A community liaison is a home health agency's field-based business development representative, responsible for building and maintaining referral relationships across a territory: skilled nursing facilities, assisted living communities, physician practices, hospitals, and community organizations. Liaisons are the human layer of an agency's growth engine, translating operational performance into referral volume.

What a community liaison does

A liaison's core work is account management. They identify referral sources in a territory, educate them on the agency's services, admission criteria, and contracted payers, and keep the agency top of mind when a patient needs home health. Day to day that means facility visits, in-services for discharge staff, troubleshooting referrals that stall, and carrying feedback in both directions: non-admit reasons back to the source, source complaints back to intake and clinical leadership. The best liaisons behave less like salespeople and more like service reps for the referral relationship.

Community liaison vs. physician and hospital liaisons

Titles vary by agency. Some agencies use one liaison team across all settings; others split roles by channel: hospital liaisons embedded with discharge planning departments, physician liaisons calling on practices, and community liaisons covering SNFs, assisted living, senior centers, and other community sources. The split matters because the selling motion differs. Hospital referrals are fast, competitive, and scorecard-driven. Physician referrals are slower, loyalty-based, and depend on making ordering easy. Community sources are relationship-heavy and often produce lower-acuity, community-admission-source patients. A liaison strategy should match staffing to whichever channels the agency's growth plan depends on.

Compliance guardrails for liaison work

Liaison activity sits close to federal fraud and abuse law. The Anti-Kickback Statute prohibits offering anything of value in exchange for Medicare or Medicaid referrals, which rules out payments to referral sources and constrains gifts and meals to nominal, non-conditioned courtesies. Physician relationships add Stark Law exposure, so any financial arrangement with a referring physician, including medical directorships, must be fair market value and properly papered. Liaisons should also stay out of clinical decision-making they are not licensed for. Document liaison activity, train annually, and route creative marketing ideas through compliance before launch.

How to measure liaison performance

Measure outcomes, not just activity:

  • Referrals and admissions by source, trended monthly
  • New referral sources activated and dormant sources reactivated
  • Referral-to-SOC conversion rate for their accounts
  • Admission volume against territory targets
  • Account coverage: share of target accounts touched each month

Compensation design needs care. The Anti-Kickback Statute's bona fide employee protection gives agencies some room with employed liaisons, but volume-based commission structures still deserve legal review, and per-referral payments to non-employees are high risk.

Frequently asked questions

Can community liaisons be paid on commission?

It requires caution. The Anti-Kickback Statute contains protection for payments to bona fide employees, which gives agencies some flexibility with employed liaisons, but aggressive per-referral compensation has still drawn enforcement scrutiny, and paying independent contractors per referral is high risk. Have counsel review any incentive plan before rollout.
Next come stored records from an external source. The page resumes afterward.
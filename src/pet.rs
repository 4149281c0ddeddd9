use chrono::{DateTime, Utc};
use serde::{Deserialize, Serialize};

use crate::mood::{derive_mood, Mood};
use crate::progression::Progression;
use crate::stats::StatVector;

#[derive(Debug, Clone, Copy, PartialEq, Eq, Serialize, Deserialize)]
#[serde(rename_all = "lowercase")]
pub enum PetKind {
    Cat,
}

impl std::fmt::Display for PetKind {
    fn fmt(&self, f: &mut std::fmt::Formatter<'_>) -> std::fmt::Result {
        match self {
            PetKind::Cat => write!(f, "cat"),
        }
    }
}

/// The simulated pet.
///
/// Mutable state is only reachable inside the crate. Stat writes are paired
/// with [`PetState::refresh_mood`] so `mood` always matches `stats`.
#[derive(Debug, Clone, PartialEq, Serialize, Deserialize)]
pub struct PetState {
    pub(crate) name: String,
    pub(crate) kind: PetKind,
    #[serde(flatten)]
    pub(crate) progression: Progression,
    pub(crate) stats: StatVector,
    pub(crate) mood: Mood,
    pub(crate) sleeping: bool,
    pub(crate) last_update: DateTime<Utc>,
}

impl PetState {
    pub fn new(name: impl Into<String>, now: DateTime<Utc>) -> Self {
        let stats = StatVector::default();
        PetState {
            name: name.into(),
            kind: PetKind::Cat,
            progression: Progression::default(),
            mood: derive_mood(&stats),
            stats,
            sleeping: false,
            last_update: now,
        }
    }

    pub fn name(&self) -> &str {
        &self.name
    }

    pub fn kind(&self) -> PetKind {
        self.kind
    }

    pub fn level(&self) -> u32 {
        self.progression.level
    }

    pub fn experience(&self) -> u32 {
        self.progression.experience
    }

    pub fn experience_to_next(&self) -> u32 {
        self.progression.experience_to_next
    }

    pub fn coins(&self) -> u32 {
        self.progression.coins
    }

    pub fn progression(&self) -> &Progression {
        &self.progression
    }

    pub fn stats(&self) -> &StatVector {
        &self.stats
    }

    pub fn mood(&self) -> Mood {
        self.mood
    }

    pub fn is_sleeping(&self) -> bool {
        self.sleeping
    }

    pub fn last_update(&self) -> DateTime<Utc> {
        self.last_update
    }

    pub(crate) fn refresh_mood(&mut self) {
        self.mood = derive_mood(&self.stats);
    }

    /// Replace the stat vector, keeping mood in step.
    #[cfg(test)]
    pub(crate) fn with_stats(mut self, stats: StatVector) -> Self {
        self.stats = stats;
        self.refresh_mood();
        self
    }
}

#[cfg(test)]
mod tests {
    use super::*;

    #[test]
    fn test_initial_profile() {
        let now = Utc::now();
        let pet = PetState::new("Minnoş", now);

        assert_eq!(pet.name(), "Minnoş");
        assert_eq!(pet.kind(), PetKind::Cat);
        assert_eq!(pet.level(), 1);
        assert_eq!(pet.experience(), 0);
        assert_eq!(pet.experience_to_next(), 100);
        assert_eq!(pet.coins(), 50);
        assert_eq!(pet.mood(), Mood::Happy);
        assert!(!pet.is_sleeping());
        assert_eq!(pet.last_update(), now);
    }

    #[test]
    fn test_serializes_flat_progression() {
        let pet = PetState::new("Minnoş", Utc::now());
        let json = serde_json::to_value(&pet).unwrap();
        assert_eq!(json["level"], 1);
        assert_eq!(json["experience_to_next"], 100);
        assert_eq!(json["kind"], "cat");
        assert_eq!(json["mood"], "happy");
    }
}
What makes a community liaison effective?

Clinical fluency, responsiveness, and data. Referral sources trust liaisons who can speak accurately about eligibility criteria, wound care capabilities, or payer coverage, who answer the phone when a referral stalls, and who bring conversion and outcome numbers instead of only marketing material. Territory discipline matters too: consistent presence beats sporadic blitzes.

How many accounts should one liaison cover?

It depends on territory density and channel mix; a liaison covering a compact urban hospital system needs fewer accounts than one covering rural counties. Rather than fixing a number, track active accounts (sources that referred in the last quarter) against total assigned accounts, and rebalance when coverage or conversion slips.